TASK PROMPT
Say how many lines of the listing below contain "String", giving the number and nothing else.
■ ■ ■ ■ ■ ■ ■
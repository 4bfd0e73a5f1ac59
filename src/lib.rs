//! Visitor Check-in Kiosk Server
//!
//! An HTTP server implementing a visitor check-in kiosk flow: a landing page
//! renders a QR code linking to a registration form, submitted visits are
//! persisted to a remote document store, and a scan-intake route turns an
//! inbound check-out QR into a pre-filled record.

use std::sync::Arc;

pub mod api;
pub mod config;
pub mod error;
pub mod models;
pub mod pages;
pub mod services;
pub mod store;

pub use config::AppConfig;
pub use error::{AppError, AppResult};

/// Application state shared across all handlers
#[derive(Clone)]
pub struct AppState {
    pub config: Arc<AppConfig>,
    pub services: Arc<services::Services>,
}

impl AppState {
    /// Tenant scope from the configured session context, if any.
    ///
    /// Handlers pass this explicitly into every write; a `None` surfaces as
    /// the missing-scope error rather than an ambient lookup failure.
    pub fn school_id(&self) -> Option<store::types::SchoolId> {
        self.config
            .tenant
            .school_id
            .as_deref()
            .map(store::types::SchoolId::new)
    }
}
■ ■ ■ ■ ■ ■ ■
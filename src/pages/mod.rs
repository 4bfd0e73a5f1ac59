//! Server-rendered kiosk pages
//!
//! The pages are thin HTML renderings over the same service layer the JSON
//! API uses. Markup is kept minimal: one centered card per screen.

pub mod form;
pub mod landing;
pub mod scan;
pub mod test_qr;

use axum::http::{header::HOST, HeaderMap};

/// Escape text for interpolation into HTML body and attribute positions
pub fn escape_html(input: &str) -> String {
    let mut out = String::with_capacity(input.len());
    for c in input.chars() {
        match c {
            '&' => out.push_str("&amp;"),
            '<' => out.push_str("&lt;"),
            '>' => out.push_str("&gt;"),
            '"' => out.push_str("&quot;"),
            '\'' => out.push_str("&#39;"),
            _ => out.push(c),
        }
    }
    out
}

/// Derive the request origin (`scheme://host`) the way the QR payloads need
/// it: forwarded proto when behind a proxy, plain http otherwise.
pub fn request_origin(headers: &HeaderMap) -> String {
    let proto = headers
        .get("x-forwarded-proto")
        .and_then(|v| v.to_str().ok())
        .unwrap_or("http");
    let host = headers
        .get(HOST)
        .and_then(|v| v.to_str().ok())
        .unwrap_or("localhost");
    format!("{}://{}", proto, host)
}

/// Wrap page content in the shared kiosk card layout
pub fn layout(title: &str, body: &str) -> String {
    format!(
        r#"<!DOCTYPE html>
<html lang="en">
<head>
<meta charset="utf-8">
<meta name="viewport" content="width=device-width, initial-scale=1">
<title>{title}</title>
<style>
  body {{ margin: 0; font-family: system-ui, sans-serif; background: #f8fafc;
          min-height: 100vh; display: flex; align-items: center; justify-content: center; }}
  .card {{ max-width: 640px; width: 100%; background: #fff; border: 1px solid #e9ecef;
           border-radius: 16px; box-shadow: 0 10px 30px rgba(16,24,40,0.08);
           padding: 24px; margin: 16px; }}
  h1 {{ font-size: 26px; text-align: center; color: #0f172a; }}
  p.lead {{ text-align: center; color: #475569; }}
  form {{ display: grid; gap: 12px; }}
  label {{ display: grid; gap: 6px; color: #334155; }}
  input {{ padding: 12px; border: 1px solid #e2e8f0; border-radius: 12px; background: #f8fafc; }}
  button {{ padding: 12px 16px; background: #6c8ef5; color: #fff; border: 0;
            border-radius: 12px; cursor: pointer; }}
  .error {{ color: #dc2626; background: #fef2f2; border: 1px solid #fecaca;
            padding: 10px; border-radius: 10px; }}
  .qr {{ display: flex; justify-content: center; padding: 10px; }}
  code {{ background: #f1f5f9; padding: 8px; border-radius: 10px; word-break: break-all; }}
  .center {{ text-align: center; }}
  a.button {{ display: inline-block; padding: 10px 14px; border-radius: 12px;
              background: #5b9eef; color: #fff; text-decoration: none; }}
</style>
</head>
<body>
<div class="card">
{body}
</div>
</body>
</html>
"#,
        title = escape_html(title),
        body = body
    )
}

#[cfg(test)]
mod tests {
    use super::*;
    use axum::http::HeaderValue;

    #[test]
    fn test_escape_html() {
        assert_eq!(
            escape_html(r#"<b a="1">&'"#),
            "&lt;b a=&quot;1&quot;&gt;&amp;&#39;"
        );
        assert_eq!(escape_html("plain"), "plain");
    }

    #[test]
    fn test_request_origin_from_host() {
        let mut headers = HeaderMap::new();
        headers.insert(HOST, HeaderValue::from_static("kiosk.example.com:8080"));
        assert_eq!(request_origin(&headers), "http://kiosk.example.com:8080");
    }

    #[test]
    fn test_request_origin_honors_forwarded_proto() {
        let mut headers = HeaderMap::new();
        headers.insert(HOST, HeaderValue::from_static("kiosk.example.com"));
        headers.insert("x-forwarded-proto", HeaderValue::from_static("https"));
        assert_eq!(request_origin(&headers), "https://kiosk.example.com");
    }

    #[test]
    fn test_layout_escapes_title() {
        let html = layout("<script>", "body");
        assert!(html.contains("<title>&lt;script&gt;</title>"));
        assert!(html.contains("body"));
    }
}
■ ■ ■ ■ ■ ■ ■
SOLUTION TO THE PROBLEM
4